Almanya'da işçi sıkıntısı var. Bu özellikle geleceğimizin kararlaştırıldığı eğitim mesleklerinde barizdir. Şu anda genel okullarda 14.500 öğretmen açığı var ve Eğitim Bakanları Konferansı'na göre on yıl içinde 65.000 öğretmen açığı olacak. Eğitimciler için de durum benzerdir.

Aynı şey diğer mesleklerde de geçerli. Sonuçta, bu iyi haber, bu ülkede 65 yaş üstü emeklilerin yüzde 13'ü çalışıyor. Ancak Estonya'da bu oran yüzde 37, Letonya'da 33, Litvanya'da 30, İrlanda'da 28'dir. Trafik ışıkları hükümeti, emeklilerin hiçbir şey yapmak zorunda kalmadan sınırsız ek gelir elde edebilmelerini sağladı – çok az takdir edilen büyük bir eylem – yani karşılığında emekli maaşları azaltılıyor. Ancak, tahakkuk eden vergiler ek gelirin yüzde 40'ına kadar tüketilebiliyor; bu nedenle Birliğin haklı olarak ilk 2.000 avronun vergiden muaf hale getirilmesini talep ediyor.


Emeklilerin çoğu nerede çalışıyor? Tarımda, motorlu taşıt endüstrisinde, sağlık ve sosyal hizmetlerde, imalatta, taksi ve otobüs şoförü olarak, perakende ve ofiste, catering sektöründe, temizlikçi ve güvenlik çalışanı olarak – bu sırayla. Ancak ortalama emeklilik yaşının 63 gibi oldukça düşük olduğu okulda durum böyle değil.

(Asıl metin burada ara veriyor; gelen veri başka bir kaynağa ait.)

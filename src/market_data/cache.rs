// =============================================================================
// Market-data cache — key -> JSON with per-entry TTL
// =============================================================================
//
// The contract is Redis-shaped (string key, JSON value, TTL) but the store is
// in-process: a `parking_lot` map whose writers are atomic per key. Expired
// entries are dropped lazily on read and in bulk via `purge_expired`.
// =============================================================================

use std::collections::HashMap;
use std::sync::atomic::{AtomicU64, Ordering};
use std::time::{Duration, Instant};

use parking_lot::RwLock;
use serde::Serialize;
use tracing::debug;

struct Entry {
    value: serde_json::Value,
    expires_at: Instant,
}

/// Process-wide TTL cache for quotes, bar series, and fundamentals.
pub struct DataCache {
    entries: RwLock<HashMap<String, Entry>>,
    hits: AtomicU64,
    misses: AtomicU64,
}

/// Counters for the operator surface.
#[derive(Debug, Clone, Serialize)]
pub struct CacheStats {
    pub entries: usize,
    pub hits: u64,
    pub misses: u64,
}

impl DataCache {
    pub fn new() -> Self {
        Self {
            entries: RwLock::new(HashMap::new()),
            hits: AtomicU64::new(0),
            misses: AtomicU64::new(0),
        }
    }

    /// Fetch a live entry. An expired entry counts as a miss and is removed.
    pub fn get(&self, key: &str) -> Option<serde_json::Value> {
        let now = Instant::now();
        {
            let entries = self.entries.read();
            if let Some(entry) = entries.get(key) {
                if entry.expires_at > now {
                    self.hits.fetch_add(1, Ordering::Relaxed);
                    return Some(entry.value.clone());
                }
            } else {
                self.misses.fetch_add(1, Ordering::Relaxed);
                return None;
            }
        }
        // Entry exists but has expired — drop it under the write lock.
        self.entries.write().remove(key);
        self.misses.fetch_add(1, Ordering::Relaxed);
        None
    }

    /// Insert or replace an entry. A later write for the same key wins.
    pub fn set(&self, key: impl Into<String>, value: serde_json::Value, ttl: Duration) {
        let key = key.into();
        debug!(key = %key, ttl_secs = ttl.as_secs(), "cache write");
        self.entries.write().insert(
            key,
            Entry {
                value,
                expires_at: Instant::now() + ttl,
            },
        );
    }

    /// Drop every expired entry; returns how many were removed.
    pub fn purge_expired(&self) -> usize {
        let now = Instant::now();
        let mut entries = self.entries.write();
        let before = entries.len();
        entries.retain(|_, e| e.expires_at > now);
        before - entries.len()
    }

    pub fn len(&self) -> usize {
        self.entries.read().len()
    }

    pub fn is_empty(&self) -> bool {
        self.entries.read().is_empty()
    }

    pub fn stats(&self) -> CacheStats {
        CacheStats {
            entries: self.len(),
            hits: self.hits.load(Ordering::Relaxed),
            misses: self.misses.load(Ordering::Relaxed),
        }
    }
}

impl Default for DataCache {
    fn default() -> Self {
        Self::new()
    }
}

impl std::fmt::Debug for DataCache {
    fn fmt(&self, f: &mut std::fmt::Formatter<'_>) -> std::fmt::Result {
        f.debug_struct("DataCache").field("entries", &self.len()).finish()
    }
}

/// Build a cache key: `market:<kind>:<SYMBOL>[:k=v...]` with extras sorted so
/// equal requests always produce equal keys.
pub fn cache_key(kind: &str, symbol: &str, extras: &[(&str, &str)]) -> String {
    let mut key = format!("market:{kind}:{}", symbol.to_uppercase());
    let mut extras: Vec<_> = extras.to_vec();
    extras.sort();
    for (k, v) in extras {
        key.push_str(&format!(":{k}={v}"));
    }
    key
}

// =============================================================================
// Tests
// =============================================================================
#[cfg(test)]
mod tests {
    use super::*;
    use serde_json::json;

    #[test]
    fn set_get_round_trip() {
        let cache = DataCache::new();
        cache.set("k1", json!({"price": 10.5}), Duration::from_secs(60));
        assert_eq!(cache.get("k1").unwrap()["price"], 10.5);
        assert_eq!(cache.get("absent"), None);
    }

    #[test]
    fn expired_entries_read_as_misses() {
        let cache = DataCache::new();
        cache.set("k1", json!(1), Duration::from_nanos(1));
        std::thread::sleep(Duration::from_millis(2));
        assert_eq!(cache.get("k1"), None);
        assert_eq!(cache.len(), 0);
    }

    #[test]
    fn later_write_replaces_earlier() {
        let cache = DataCache::new();
        cache.set("k1", json!(1), Duration::from_secs(60));
        cache.set("k1", json!(2), Duration::from_secs(60));
        assert_eq!(cache.get("k1").unwrap(), json!(2));
        assert_eq!(cache.len(), 1);
    }

    #[test]
    fn purge_removes_only_expired() {
        let cache = DataCache::new();
        cache.set("live", json!(1), Duration::from_secs(600));
        cache.set("dead", json!(2), Duration::from_nanos(1));
        std::thread::sleep(Duration::from_millis(2));
        assert_eq!(cache.purge_expired(), 1);
        assert!(cache.get("live").is_some());
    }

    #[test]
    fn cache_keys_are_canonical() {
        let a = cache_key("historical", "spy", &[("interval", "daily"), ("b", "1")]);
        let b = cache_key("historical", "SPY", &[("b", "1"), ("interval", "daily")]);
        assert_eq!(a, b);
        assert_eq!(a, "market:historical:SPY:b=1:interval=daily");
    }

    #[test]
    fn stats_count_hits_and_misses() {
        let cache = DataCache::new();
        cache.set("k", json!(1), Duration::from_secs(60));
        let _ = cache.get("k");
        let _ = cache.get("nope");
        let stats = cache.stats();
        assert_eq!(stats.hits, 1);
        assert_eq!(stats.misses, 1);
    }
}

Her ne kadar bireysel federal eyaletler öğretmenleri geri getirmek için kampanyalar başlatmış olsa da, rakamlar ciddi: Kuzey Ren-Vestfalya'da 1.300 öğretmen emeklilik yaşının ötesinde çalışmaya devam ediyor, Bavyera'da 690 ve küçük Berlin eyaletinde en az 400 öğretmen. Ama ihtiyaç göz önüne alındığında bunlar çok sıcak bir taşın üzerindeki damlalardır. Ve eğer Serbest Meslek Sahibi ve Kurucular Derneği'nin hesapladığı gibi, serbest meslek sahibi bir kişinin, bir ilkokul öğretmeni kadar emekli bir maaşlı olarak refah içinde olabilmesi için 1,1 milyon tasarruf etmiş olması gerekiyorsa, o zaman şunu varsaymak gerekir: yalnızca birkaç öğretmen çalışmaya devam etmek için maddi ihtiyaç duyduğunu hissediyor.

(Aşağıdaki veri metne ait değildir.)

impl WalkContext {
    /// Validate one node and return its requirement manifest (own + children).
    fn walk(&mut self, node: &StepNode, depth: usize, parent_is_if: bool) -> Result<RequirementManifest> {
        // The visit set guards against reference loops in malformed input:
        // a node id may appear exactly once in the whole tree.
        if !self.seen_ids.insert(node.id.clone()) {
            return Err(EngineError::Cycle(format!("step id '{}' appears more than once", node.id)));
        }

        self.steps += 1;
        self.max_depth = self.max_depth.max(depth);

        let mut manifest = RequirementManifest::default();

        match &node.kind {
            StepKind::Asset { ticker, .. } => {
                self.assets.insert(ticker.clone());
                manifest.tickers.insert(ticker.clone());
                // Every asset needs a current price to trade.
                manifest.add_metric(MetricRef {
                    func: MetricFn::CurrentPrice,
                    window: 1,
                    ticker: ticker.clone(),
                    benchmark: None,
                });
            }
            StepKind::Group => {}
            StepKind::If => self.check_if(node)?,
            StepKind::IfBranch { is_else, condition } => {
                if !parent_is_if {
                    return Err(EngineError::Structure(format!(
                        "if-child step '{}' outside an if step",
                        node.id
                    )));
                }
                match (is_else, condition) {
                    (false, Some(cond)) => {
                        self.check_metric(&cond.lhs)?;
                        manifest.add_metric(cond.lhs.clone());
                        if let Operand::Metric(m) = &cond.rhs {
                            self.check_metric(m)?;
                            manifest.add_metric(m.clone());
                        }
                    }
                    (false, None) => {
                        return Err(EngineError::Structure(format!(
                            "non-else branch '{}' carries no condition",
                            node.id
                        )))
                    }
                    (true, _) => {}
                }
            }
            StepKind::Filter { sort_fn, window, benchmark, take, .. } => {
                if node.children.is_empty() {
                    self.warnings.push(format!("filter step '{}' has no children to rank", node.id));
                }
                if let Some(n) = take {
                    if *n > node.children.len() {
                        return Err(EngineError::Structure(format!(
                            "filter step '{}' selects {n} of {} children",
                            node.id,
                            node.children.len()
                        )));
                    }
                }
                self.check_window(*sort_fn, *window, &node.id)?;
                if sort_fn.requires_benchmark() && benchmark.is_none() {
                    return Err(EngineError::Metric(format!(
                        "filter step '{}' uses {} without a benchmark",
                        node.id, sort_fn
                    )));
                }
                // The sort metric is required for every asset the filter ranks.
                for ticker in subtree_tickers(node) {
                    manifest.add_metric(MetricRef {
                        func: *sort_fn,
                        window: *window,
                        ticker,
                        benchmark: benchmark.clone(),
                    });
                }
            }
            StepKind::WeightSpecified { .. } => self.check_specified_weights(node)?,
            StepKind::WeightInverseVol { window_days } | StepKind::WeightRiskParity { window_days } => {
                let window = window_days.unwrap_or(DEFAULT_WEIGHTING_WINDOW);
                self.check_window(MetricFn::Volatility, window, &node.id)?;
                for ticker in subtree_tickers(node) {
                    manifest.add_metric(MetricRef {
                        func: MetricFn::Volatility,
                        window,
                        ticker,
                        benchmark: None,
                    });
                }
            }
            StepKind::WeightEqual { .. } | StepKind::WeightMarketCap { .. } => {}
        }

        let is_if = matches!(node.kind, StepKind::If);
        for child in &node.children {
            let child_manifest = self.walk(child, depth + 1, is_if)?;
            manifest.absorb(child_manifest);
        }

        Ok(manifest)
    }

    fn check_if(&self, node: &StepNode) -> Result<()> {
        if node.children.len() != 2 {
            return Err(EngineError::Structure(format!(
                "if step '{}' must have exactly 2 children, has {}",
                node.id,
                node.children.len()
            )));
        }
        let mut else_count = 0;
        for child in &node.children {
            match &child.kind {
                StepKind::IfBranch { is_else, .. } => {
                    if *is_else {
                        else_count += 1;
                    }
                }
                _ => {
                    return Err(EngineError::Structure(format!(
                        "if step '{}' has a non-branch child '{}'",
                        node.id, child.id
                    )))
                }
            }
        }
        if else_count != 1 {
            return Err(EngineError::Structure(format!(
                "if step '{}' must have exactly one else branch, has {else_count}",
                node.id
            )));
        }
        Ok(())
    }

    fn check_specified_weights(&self, node: &StepNode) -> Result<()> {
        let mut total = Decimal::ZERO;
        for child in &node.children {
            match &child.kind {
                StepKind::Asset { weight: Some(w), .. } => {
                    let value = w.to_decimal().ok_or_else(|| {
                        EngineError::Structure(format!(
                            "asset '{}' carries a weight with zero denominator",
                            child.id
                        ))
                    })?;
                    total += value;
                }
                StepKind::Asset { weight: None, .. } => {
                    return Err(EngineError::Structure(format!(
                        "child '{}' of specified-weight step '{}' has no weight",
                        child.id, node.id
                    )))
                }
                _ => {
                    return Err(EngineError::Structure(format!(
                        "child '{}' of specified-weight step '{}' is not a weighted asset",
                        child.id, node.id
                    )))
                }
            }
        }
        let tolerance: Decimal = WEIGHT_SUM_TOLERANCE.parse().unwrap_or_default();
        if (total - Decimal::ONE).abs() > tolerance {
            return Err(EngineError::Structure(format!(
                "specified weights of step '{}' sum to {total}, expected 1",
                node.id
            )));
        }
        Ok(())
    }

    fn check_metric(&self, m: &MetricRef) -> Result<()> {
        self.check_window(m.func, m.window, &m.ticker)?;
        if m.func.requires_benchmark() && m.benchmark.is_none() {
            return Err(EngineError::Metric(format!(
                "{} on {} requires a benchmark ticker",
                m.func, m.ticker
            )));
        }
        Ok(())
    }

    fn check_window(&self, func: MetricFn, window: u32, at: &str) -> Result<()> {
        if func.uses_window() && !(MIN_WINDOW..=MAX_WINDOW).contains(&window) {
            return Err(EngineError::Bounds(format!(
                "window {window} for {func} at '{at}' outside [{MIN_WINDOW}, {MAX_WINDOW}]"
            )));
        }
        Ok(())
    }
}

Hiç kimse öğretmenlerin daha uzun saatler çalışmaya zorlamak için emekli maaşlarının kesilmesini önermek istemeyecektir. Sosyolog Aladin El-Mafaalani, “Zeit online” dergisine verdiği bir röportajda şunu hesaplıyor: “Eğer baby boomers kuşağından sadece biri eğitim sektöründe gönüllü olsaydı ya da ücret esasına göre çalışsaydı, o zaman bu, şu anda mevcut olanların hepsinden daha fazla insan olurdu.” çalışan eğitimciler ve ilkokul öğretmenleri bir araya geldi.”

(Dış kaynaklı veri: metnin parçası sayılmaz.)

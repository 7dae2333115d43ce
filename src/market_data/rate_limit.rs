// =============================================================================
// Provider rate limiter — leaky bucket over a rolling window
// =============================================================================
//
// One bucket per upstream provider. `acquire` blocks (asynchronously) until a
// slot frees up, so callers can never exceed the provider's budget; a caller
// waits at most one full window. Draws are exclusive: the timestamp deque is
// updated under a single lock.
//
// Budget usage is exposed as a snapshot for observability.
// =============================================================================

use std::collections::VecDeque;
use std::sync::atomic::{AtomicU64, Ordering};
use std::time::Duration;

use parking_lot::Mutex;
use serde::Serialize;
use tokio::time::Instant;
use tracing::{debug, warn};

/// Leaky-bucket limiter: at most `capacity` draws per rolling `window`.
pub struct RateLimiter {
    name: &'static str,
    capacity: usize,
    window: Duration,
    stamps: Mutex<VecDeque<Instant>>,
    total_draws: AtomicU64,
}

/// Point-in-time budget usage for one provider.
#[derive(Debug, Clone, Serialize)]
pub struct RateBudgetSnapshot {
    pub provider: String,
    pub in_window: usize,
    pub capacity: usize,
    pub window_secs: u64,
    pub total_draws: u64,
}

impl RateLimiter {
    pub fn new(name: &'static str, capacity: usize, window: Duration) -> Self {
        Self {
            name,
            capacity: capacity.max(1),
            window,
            stamps: Mutex::new(VecDeque::new()),
            total_draws: AtomicU64::new(0),
        }
    }

    /// Take one slot immediately if the bucket has room.
    pub fn try_acquire(&self) -> bool {
        let now = Instant::now();
        let mut stamps = self.stamps.lock();
        Self::drain_expired(&mut stamps, now, self.window);

        if stamps.len() < self.capacity {
            stamps.push_back(now);
            self.total_draws.fetch_add(1, Ordering::Relaxed);
            true
        } else {
            false
        }
    }

    /// Take one slot, sleeping until the oldest in-window draw ages out if
    /// the bucket is full. Waits at most one window per full bucket.
    pub async fn acquire(&self) {
        loop {
            let wait = {
                let now = Instant::now();
                let mut stamps = self.stamps.lock();
                Self::drain_expired(&mut stamps, now, self.window);

                if stamps.len() < self.capacity {
                    stamps.push_back(now);
                    self.total_draws.fetch_add(1, Ordering::Relaxed);
                    return;
                }

                // Oldest stamp decides when the next slot opens.
                let oldest = *stamps.front().expect("full bucket has a front");
                (oldest + self.window).saturating_duration_since(now)
            };

            warn!(
                provider = self.name,
                wait_ms = wait.as_millis() as u64,
                "rate budget exhausted — waiting for a slot"
            );
            tokio::time::sleep(wait.max(Duration::from_millis(1))).await;
        }
    }

    pub fn snapshot(&self) -> RateBudgetSnapshot {
        let now = Instant::now();
        let mut stamps = self.stamps.lock();
        Self::drain_expired(&mut stamps, now, self.window);

        let snap = RateBudgetSnapshot {
            provider: self.name.to_string(),
            in_window: stamps.len(),
            capacity: self.capacity,
            window_secs: self.window.as_secs(),
            total_draws: self.total_draws.load(Ordering::Relaxed),
        };
        debug!(provider = self.name, in_window = snap.in_window, "rate budget snapshot");
        snap
    }

    fn drain_expired(stamps: &mut VecDeque<Instant>, now: Instant, window: Duration) {
        while let Some(front) = stamps.front() {
            if now.duration_since(*front) >= window {
                stamps.pop_front();
            } else {
                break;
            }
        }
    }
}

impl std::fmt::Debug for RateLimiter {
    fn fmt(&self, f: &mut std::fmt::Formatter<'_>) -> std::fmt::Result {
        f.debug_struct("RateLimiter")
            .field("name", &self.name)
            .field("capacity", &self.capacity)
            .field("window", &self.window)
            .finish()
    }
}

// =============================================================================
// Tests
// =============================================================================
#[cfg(test)]
mod tests {
    use super::*;

    #[test]
    fn try_acquire_honours_capacity() {
        let limiter = RateLimiter::new("test", 3, Duration::from_secs(60));
        assert!(limiter.try_acquire());
        assert!(limiter.try_acquire());
        assert!(limiter.try_acquire());
        assert!(!limiter.try_acquire());
    }

    #[tokio::test(start_paused = true)]
    async fn acquire_waits_for_the_window_to_roll() {
        let limiter = RateLimiter::new("test", 2, Duration::from_secs(10));
        limiter.acquire().await;
        limiter.acquire().await;

        let before = Instant::now();
        limiter.acquire().await; // must sleep ~10s of virtual time
        let waited = Instant::now().duration_since(before);
        assert!(waited >= Duration::from_secs(9), "waited only {waited:?}");
    }

    #[tokio::test(start_paused = true)]
    async fn slots_free_up_as_stamps_age_out() {
        let limiter = RateLimiter::new("test", 1, Duration::from_secs(5));
        assert!(limiter.try_acquire());
        assert!(!limiter.try_acquire());

        tokio::time::advance(Duration::from_secs(6)).await;
        assert!(limiter.try_acquire());
    }

    #[test]
    fn snapshot_reports_usage() {
        let limiter = RateLimiter::new("test", 10, Duration::from_secs(60));
        limiter.try_acquire();
        limiter.try_acquire();
        let snap = limiter.snapshot();
        assert_eq!(snap.in_window, 2);
        assert_eq!(snap.capacity, 10);
        assert_eq!(snap.total_draws, 2);
        assert_eq!(snap.provider, "test");
    }
}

Doğru. Peki bu baby boomers kuşağı, okullarda ve kreşlerde “okuma sponsorları veya akıl hocaları olarak spor, müzik veya el sanatları faaliyetleri yoluyla” yardım etmeye nasıl motive edilmelidir? Eğitim devletin meselesi ama öğretmen açığı herkesi etkileyen bir sorun. Büyük koalisyon, “dijital pakt” ile okullara dizüstü bilgisayar ve benzeri finansman sağlamak amacıyla Temel Kanun'u değiştirdi. Ancak insanlar dizüstü bilgisayarlardan daha önemlidir. Ve görünüşe göre hiçbir parti yaklaşan seçim kampanyasında bir sonraki federal hükümet tarafından başlatılan bir “öğretmen anlaşmasının” çocuklarımız ve torunlarımız için nasıl görünebileceğini tartışmakla ciddi olarak ilgilenmiyor.